Résultats et discussion

Concernant la culture de gamétocytes, la production de gamétocytes mâles et femelles s’est nettement améliorée par l’ajout de pyrimidine dans le milieu de culture. Pour l’infection proprement dite, quatre gorgements infectieux ont été mis en œuvre. Au total, sur 1304 femelles d’An. arabiensis utilisées pour l’infection, 168 femelles se sont gorgées. La dissection des estomacs des femelles gorgées n’a pas permis de détecter la présence d’oocyste. De même, aucun résultat positif n’a été détecté par la méthode ELISA CSP. La détection par qPCR a permis d’obtenir des résultats positifs.
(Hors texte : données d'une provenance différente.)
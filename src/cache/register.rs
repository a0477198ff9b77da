use crate::cache::ObjectCache;
use crate::errors::Result;
use once_cell::sync::Lazy;
use std::{
    collections::HashMap,
    future::Future,
    pin::Pin,
    sync::{Arc, PoisonError, RwLock},
};

pub type BoxedObjectCacheFuture =
    Pin<Box<dyn Future<Output = Result<Box<dyn ObjectCache>>> + Send>>;
pub type ObjectCacheConstructor = Arc<dyn Fn() -> BoxedObjectCacheFuture + Send + Sync>;

static OBJECT_CACHE_REGISTRY: Lazy<RwLock<HashMap<String, ObjectCacheConstructor>>> =
    Lazy::new(|| RwLock::new(HashMap::new()));

// 注册表只做插入和读取，锁中毒时数据仍然完整
pub fn register_object_cache_plugin<S: Into<String>>(name: S, constructor: ObjectCacheConstructor) {
    OBJECT_CACHE_REGISTRY
        .write()
        .unwrap_or_else(PoisonError::into_inner)
        .insert(name.into(), constructor);
}

pub fn get_object_cache_plugin(name: &str) -> Option<ObjectCacheConstructor> {
    OBJECT_CACHE_REGISTRY
        .read()
        .unwrap_or_else(PoisonError::into_inner)
        .get(name)
        .cloned()
}

pub fn debug_object_cache_registry() {
    let registry = OBJECT_CACHE_REGISTRY
        .read()
        .unwrap_or_else(PoisonError::into_inner);
    let mut names: Vec<_> = registry.keys().cloned().collect();
    names.sort();
    tracing::debug!("已注册的缓存插件: {:?}", names);
}
use crate::models::common::{PaginationQuery, deserialize_option_bool, deserialize_option_i64};
use serde::Deserialize;

#[derive(Debug, Clone, Default, Deserialize)]
pub struct OfferingListParams {
    #[serde(flatten)]
    pub pagination: PaginationQuery,
    #[serde(default, deserialize_with = "deserialize_option_i64")]
    pub course_id: Option<i64>,
    #[serde(default, deserialize_with = "deserialize_option_i64")]
    pub teacher_id: Option<i64>,
    pub semester: Option<String>,
    #[serde(default, deserialize_with = "deserialize_option_bool")]
    pub status: Option<bool>,
    /// 课程名称或编号关键字
    pub search: Option<String>,
}

#[derive(Debug, Clone, Deserialize)]
pub struct CreateOfferingRequest {
    pub course_id: i64,
    pub teacher_id: i64,
    pub semester: String,
    pub max_students: Option<i32>,
    pub status: Option<bool>,
}

#[derive(Debug, Clone, Default, Deserialize)]
pub struct UpdateOfferingRequest {
    pub teacher_id: Option<i64>,
    pub semester: Option<String>,
    pub max_students: Option<i32>,
    pub status: Option<bool>,
}
/*!
 * 权限校验中间件
 *
 * 需在 RequireJWT 之后执行（actix 中后 `wrap` 的先执行，因此写在 RequireJWT 之前）。
 * 默认满足任一权限即可，`all` 要求全部权限；超级管理员直接放行。
 */

use actix_service::{Service, Transform};
use actix_web::{
    Error, HttpMessage,
    body::EitherBody,
    dev::{ServiceRequest, ServiceResponse},
    http::{Method, StatusCode},
};
use futures_util::future::{LocalBoxFuture, Ready, ready};
use std::rc::Rc;
use tracing::info;

use super::create_error_response;
use crate::models::{ErrorCode, auth::CurrentUser};

#[derive(Clone)]
pub struct RequirePermission {
    codes: Rc<[&'static str]>,
    require_all: bool,
}

impl RequirePermission {
    /// 任一权限即可
    pub fn any(codes: &[&'static str]) -> Self {
        Self {
            codes: codes.into(),
            require_all: false,
        }
    }

    /// 需要全部权限
    pub fn all(codes: &[&'static str]) -> Self {
        Self {
            codes: codes.into(),
            require_all: true,
        }
    }

    fn allows(&self, user: &CurrentUser) -> bool {
        if self.require_all {
            user.has_all_permissions(&self.codes)
        } else {
            user.has_permission(&self.codes)
        }
    }
}

impl<S, B> Transform<S, ServiceRequest> for RequirePermission
where
    S: Service<ServiceRequest, Response = ServiceResponse<B>, Error = Error> + 'static,
    B: 'static,
{
    type Response = ServiceResponse<EitherBody<B>>;
    type Error = Error;
    type InitError = ();
    type Transform = RequirePermissionMiddleware<S>;
    type Future = Ready<Result<Self::Transform, Self::InitError>>;

    fn new_transform(&self, service: S) -> Self::Future {
        ready(Ok(RequirePermissionMiddleware {
            service: Rc::new(service),
            rule: self.clone(),
        }))
    }
}

pub struct RequirePermissionMiddleware<S> {
    service: Rc<S>,
    rule: RequirePermission,
}

impl<S, B> Service<ServiceRequest> for RequirePermissionMiddleware<S>
where
    S: Service<ServiceRequest, Response = ServiceResponse<B>, Error = Error> + 'static,
    B: 'static,
{
    type Response = ServiceResponse<EitherBody<B>>;
    type Error = Error;
    type Future = LocalBoxFuture<'static, Result<Self::Response, Self::Error>>;

    fn poll_ready(
        &self,
        ctx: &mut std::task::Context<'_>,
    ) -> std::task::Poll<Result<(), Self::Error>> {
        self.service.poll_ready(ctx)
    }

    fn call(&self, req: ServiceRequest) -> Self::Future {
        let srv = self.service.clone();
        let rule = self.rule.clone();

        Box::pin(async move {
            if req.method() == Method::OPTIONS {
                return Ok(srv.call(req).await?.map_into_left_body());
            }

            let principal = req.extensions().get::<CurrentUser>().cloned();
            match principal {
                Some(user) if rule.allows(&user) => Ok(srv.call(req).await?.map_into_left_body()),
                Some(user) => {
                    info!(
                        "用户 {} 访问 {} 被拒绝，需要权限 {:?}",
                        user.id(),
                        req.path(),
                        rule.codes
                    );
                    Ok(req.into_response(
                        create_error_response(
                            StatusCode::FORBIDDEN,
                            ErrorCode::Forbidden,
                            "没有访问该资源的权限",
                        )
                        .map_into_right_body(),
                    ))
                }
                None => {
                    info!("权限校验时未找到认证信息，RequireJWT 需先执行");
                    Ok(req.into_response(
                        create_error_response(
                            StatusCode::UNAUTHORIZED,
                            ErrorCode::Unauthorized,
                            "需要登录",
                        )
                        .map_into_right_body(),
                    ))
                }
            }
        })
    }
}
Ces travaux sont en cours.

Ces expérimentations ont mis en évidence des points importants concernant la culture du Plasmodium, la production de gamétocyte et la réalisation de l’infection expérimentale des moustiques en laboratoire ainsi que leur détection in-situ. Concernant la culture de Plasmodium, cette étude a permis de mettre au point différents paramètres qui sont nécessaires pour optimiser l’obtention de gamètes mâles et femelles par l’ajustement des milieux de culture, tel l’ajout de mélange de NAG + PYR qui ont permis d’augmenter sensiblement la gamétocytogénèse. La souche de P. falciparum  3D7 et l’isolat sauvage de Madagascar 2012-532 ont présenté une meilleure adaptation aux conditions de culture en continu in-vitro de production de gamétocytes.

Pour An. coustani, sur 63 femelles utilisées pour le gorgement infectieux,  16 se sont gorgées. Aucune n’a été  trouvée infectée, ni par ELISA CSP, ni par PCR. Une étude plus approfondie avec plus d’individus nécessite d’être menée pour répondre à la compétence vectorielle de cette espèce.

Impact

La mise en place de l’infection expérimentale à IPM a été menée à bien. Cette étude est la première qui reconstitue la totalité d’une infection expérimentale en laboratoire à Madagascar, en partant de la mise en culture des parasites jusqu’aux différentes méthodes de détection de ces derniers chez les moustiques vecteurs. L’étude de la compétence vectorielle des espèces de moustiques trouvées porteuses de parasites, virus et bactéries responsables de maladies pourra maintenant être entreprise à plus grande échelle avec une nécessité d’amélioration des facteurs d’infection correspondant à chaque espèce à tester.